==== Data supplied

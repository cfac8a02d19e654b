//! Demultiplexing of a sandbox's combined output channel.
//!
//! With TTY disabled, the engine interleaves standard output and standard
//! error on one byte channel. Each frame is an 8-byte header followed by
//! the payload:
//!
//! ```text
//! [stream: u8][0u8; 3][length: u32 big-endian][payload; length]
//! ```
//!
//! Stream 1 is standard output, 2 is standard error. Stream 0 (stdin echo)
//! is routed to standard output, and stream 3 carries an engine-side error.

use futures::stream::BoxStream;
use futures::{Stream, StreamExt};
use tokio::io::{AsyncRead, AsyncReadExt};

use crate::error::EngineError;

/// Length of a frame header in bytes.
pub const HEADER_LEN: usize = 8;

/// Logical stream a frame belongs to.
#[derive(Debug, Clone, Copy, PartialEq, Eq)]
pub enum StreamKind {
    Stdout,
    Stderr,
}

impl StreamKind {
    fn selector(self) -> u8 {
        match self {
            StreamKind::Stdout => 1,
            StreamKind::Stderr => 2,
        }
    }
}

/// One payload from the multiplexed channel.
#[derive(Debug, Clone, PartialEq, Eq)]
pub struct Frame {
    pub stream: StreamKind,
    pub payload: Vec<u8>,
}

impl Frame {
    pub fn stdout(payload: impl Into<Vec<u8>>) -> Self {
        Self {
            stream: StreamKind::Stdout,
            payload: payload.into(),
        }
    }

    pub fn stderr(payload: impl Into<Vec<u8>>) -> Self {
        Self {
            stream: StreamKind::Stderr,
            payload: payload.into(),
        }
    }

    /// Encodes the frame in the wire format described in the module docs.
    pub fn encode(&self) -> Vec<u8> {
        let mut bytes = Vec::with_capacity(HEADER_LEN + self.payload.len());
        bytes.push(self.stream.selector());
        bytes.extend_from_slice(&[0, 0, 0]);
        bytes.extend_from_slice(&(self.payload.len() as u32).to_be_bytes());
        bytes.extend_from_slice(&self.payload);
        bytes
    }
}

/// Decodes frames from a raw multiplexed byte channel.
///
/// The stream ends when the reader reaches end-of-file. A channel that
/// closes inside a header ends the stream; one that closes inside a payload
/// yields the bytes that did arrive and then ends. Neither is an error.
pub fn frames<R>(reader: R) -> BoxStream<'static, Result<Frame, EngineError>>
where
    R: AsyncRead + Send + Unpin + 'static,
{
    Box::pin(async_stream::stream! {
        let mut reader = reader;
        loop {
            let mut header = [0u8; HEADER_LEN];
            match read_full(&mut reader, &mut header).await {
                Ok(n) if n < HEADER_LEN => break,
                Ok(_) => {}
                Err(e) => {
                    yield Err(EngineError::Io(e));
                    break;
                }
            }

            let len = u32::from_be_bytes([header[4], header[5], header[6], header[7]]) as u64;
            let mut payload = Vec::new();
            if let Err(e) = (&mut reader).take(len).read_to_end(&mut payload).await {
                yield Err(EngineError::Io(e));
                break;
            }
            let complete = payload.len() as u64 == len;

            match header[0] {
                0 | 1 => yield Ok(Frame::stdout(payload)),
                2 => yield Ok(Frame::stderr(payload)),
                3 => {
                    yield Err(EngineError::Stream(String::from_utf8_lossy(&payload).into_owned()));
                    break;
                }
                other => {
                    yield Err(EngineError::Stream(format!("unknown stream selector {other}")));
                    break;
                }
            }

            if !complete {
                break;
            }
        }
    })
}

/// Reads until `buf` is full or the reader is exhausted.
async fn read_full<R>(reader: &mut R, buf: &mut [u8]) -> std::io::Result<usize>
where
    R: AsyncRead + Unpin,
{
    let mut filled = 0;
    while filled < buf.len() {
        let n = reader.read(&mut buf[filled..]).await?;
        if n == 0 {
            break;
        }
        filled += n;
    }
    Ok(filled)
}

/// Accumulated standard output and standard error of one job.
///
/// Bytes are kept raw and decoded once, so a multi-byte character split
/// across two frames survives intact.
#[derive(Debug, Clone)]
pub struct CapturedOutput {
    stdout: Vec<u8>,
    stderr: Vec<u8>,
    limit: usize,
    truncated: bool,
}

impl Default for CapturedOutput {
    fn default() -> Self {
        Self::with_limit(usize::MAX)
    }
}

impl CapturedOutput {
    /// Buffers that stop growing after `limit` bytes per stream.
    pub fn with_limit(limit: usize) -> Self {
        Self {
            stdout: Vec::new(),
            stderr: Vec::new(),
            limit,
            truncated: false,
        }
    }

    /// Appends a frame's payload to its stream's buffer.
    pub fn push(&mut self, frame: Frame) {
        let buffer = match frame.stream {
            StreamKind::Stdout => &mut self.stdout,
            StreamKind::Stderr => &mut self.stderr,
        };
        let room = self.limit.saturating_sub(buffer.len());
        if frame.payload.len() > room {
            buffer.extend_from_slice(&frame.payload[..room]);
            self.truncated = true;
        } else {
            buffer.extend_from_slice(&frame.payload);
        }
    }

    pub fn stdout(&self) -> &[u8] {
        &self.stdout
    }

    pub fn stderr(&self) -> &[u8] {
        &self.stderr
    }

    pub fn stdout_text(&self) -> String {
        String::from_utf8_lossy(&self.stdout).into_owned()
    }

    pub fn stderr_text(&self) -> String {
        String::from_utf8_lossy(&self.stderr).into_owned()
    }

    /// Whether any payload was dropped because of the size limit.
    pub fn is_truncated(&self) -> bool {
        self.truncated
    }
}

/// Consumes `frames` until the channel closes, splitting payloads by stream.
///
/// A channel error is logged and ends the drain; the job still goes on to
/// wait for the sandbox to exit.
pub async fn drain<S>(mut frames: S, limit: usize) -> CapturedOutput
where
    S: Stream<Item = Result<Frame, EngineError>> + Unpin,
{
    let mut captured = CapturedOutput::with_limit(limit);
    while let Some(item) = frames.next().await {
        match item {
            Ok(frame) => captured.push(frame),
            Err(e) => {
                tracing::warn!(error = %e, "Output channel error, stopping drain");
                break;
            }
        }
    }
    captured
}

#[cfg(test)]
mod tests {
    use super::*;

    fn wire(frames: &[Frame]) -> Vec<u8> {
        frames.iter().flat_map(Frame::encode).collect()
    }

    async fn demux_bytes(bytes: Vec<u8>) -> CapturedOutput {
        drain(frames(std::io::Cursor::new(bytes)), usize::MAX).await
    }

    /// Deterministic pseudo-random interleaving of the two streams.
    fn interleave(stdout: &[&str], stderr: &[&str], seed: u64) -> Vec<Frame> {
        let mut out = stdout.iter().map(|s| Frame::stdout(s.as_bytes())).rev().collect::<Vec<_>>();
        let mut err = stderr.iter().map(|s| Frame::stderr(s.as_bytes())).rev().collect::<Vec<_>>();
        let mut state = seed;
        let mut merged = Vec::new();
        while !out.is_empty() || !err.is_empty() {
            state = state.wrapping_mul(6364136223846793005).wrapping_add(1442695040888963407);
            let take_out = if out.is_empty() {
                false
            } else if err.is_empty() {
                true
            } else {
                (state >> 33) % 2 == 0
            };
            let next = if take_out { out.pop() } else { err.pop() };
            merged.extend(next);
        }
        merged
    }

    #[test]
    fn test_frame_encoding_header() {
        let bytes = Frame::stderr("hi").encode();
        assert_eq!(bytes, vec![2, 0, 0, 0, 0, 0, 0, 2, b'h', b'i']);
    }

    #[tokio::test]
    async fn test_interleaved_streams_reassemble_in_order() {
        let stdout = ["line 1\n", "line 2\n", "", "line 3\n"];
        let stderr = ["warn a\n", "warn b\n", "warn c\n"];

        for seed in 0..16 {
            let captured = demux_bytes(wire(&interleave(&stdout, &stderr, seed))).await;
            assert_eq!(captured.stdout_text(), stdout.concat(), "seed {seed}");
            assert_eq!(captured.stderr_text(), stderr.concat(), "seed {seed}");
        }
    }

    #[tokio::test]
    async fn test_channel_closed_mid_payload_keeps_received_bytes() {
        let mut bytes = wire(&[Frame::stdout("complete\n"), Frame::stderr("oops\n")]);
        bytes.extend_from_slice(&Frame::stdout("partial-payload").encode()[..HEADER_LEN + 7]);

        let captured = demux_bytes(bytes).await;
        assert_eq!(captured.stdout_text(), "complete\npartial");
        assert_eq!(captured.stderr_text(), "oops\n");
    }

    #[tokio::test]
    async fn test_channel_closed_mid_header() {
        let mut bytes = wire(&[Frame::stdout("done")]);
        bytes.extend_from_slice(&[2, 0, 0]);

        let captured = demux_bytes(bytes).await;
        assert_eq!(captured.stdout_text(), "done");
        assert!(captured.stderr().is_empty());
    }

    #[tokio::test]
    async fn test_empty_channel() {
        let captured = demux_bytes(Vec::new()).await;
        assert!(captured.stdout().is_empty());
        assert!(captured.stderr().is_empty());
    }

    #[tokio::test]
    async fn test_multibyte_character_split_across_frames() {
        let snowman = "☃".as_bytes();
        let bytes = wire(&[
            Frame::stdout(&snowman[..1]),
            Frame::stderr("x"),
            Frame::stdout(&snowman[1..]),
        ]);

        let captured = demux_bytes(bytes).await;
        assert_eq!(captured.stdout_text(), "☃");
        assert_eq!(captured.stderr_text(), "x");
    }

    #[tokio::test]
    async fn test_stdin_selector_routes_to_stdout() {
        let mut bytes = vec![0, 0, 0, 0, 0, 0, 0, 3];
        bytes.extend_from_slice(b"abc");

        let captured = demux_bytes(bytes).await;
        assert_eq!(captured.stdout_text(), "abc");
    }

    #[tokio::test]
    async fn test_unknown_selector_stops_drain() {
        let mut bytes = wire(&[Frame::stdout("before")]);
        bytes.extend_from_slice(&[9, 0, 0, 0, 0, 0, 0, 1, b'?']);
        bytes.extend(Frame::stdout("after").encode());

        let mut stream = frames(std::io::Cursor::new(bytes));
        assert!(matches!(stream.next().await, Some(Ok(_))));
        assert!(matches!(stream.next().await, Some(Err(EngineError::Stream(_)))));
        assert!(stream.next().await.is_none());
    }

    #[test]
    fn test_limit_truncates_each_stream() {
        let mut captured = CapturedOutput::with_limit(4);
        captured.push(Frame::stdout("abc"));
        captured.push(Frame::stdout("defg"));
        captured.push(Frame::stderr("xy"));

        assert_eq!(captured.stdout_text(), "abcd");
        assert_eq!(captured.stderr_text(), "xy");
        assert!(captured.is_truncated());
    }
}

========

■ Requirement
Your answer must be the lines from the first line of the records through the line containing "frame belongs to.", copied exactly.

■ Reply to the exercise
repository cfac8a02d19e654b
//! Demultiplexing of a sandbox's combined output channel.
//!
//! With TTY disabled, the engine interleaves standard output and standard
//! error on one byte channel. Each frame is an 8-byte header followed by
//! the payload:
//!
//! ```text
//! [stream: u8][0u8; 3][length: u32 big-endian][payload; length]
//! ```
//!
//! Stream 1 is standard output, 2 is standard error. Stream 0 (stdin echo)
//! is routed to standard output, and stream 3 carries an engine-side error.

use futures::stream::BoxStream;
use futures::{Stream, StreamExt};
use tokio::io::{AsyncRead, AsyncReadExt};

use crate::error::EngineError;

/// Length of a frame header in bytes.
pub const HEADER_LEN: usize = 8;

/// Logical stream a frame belongs to.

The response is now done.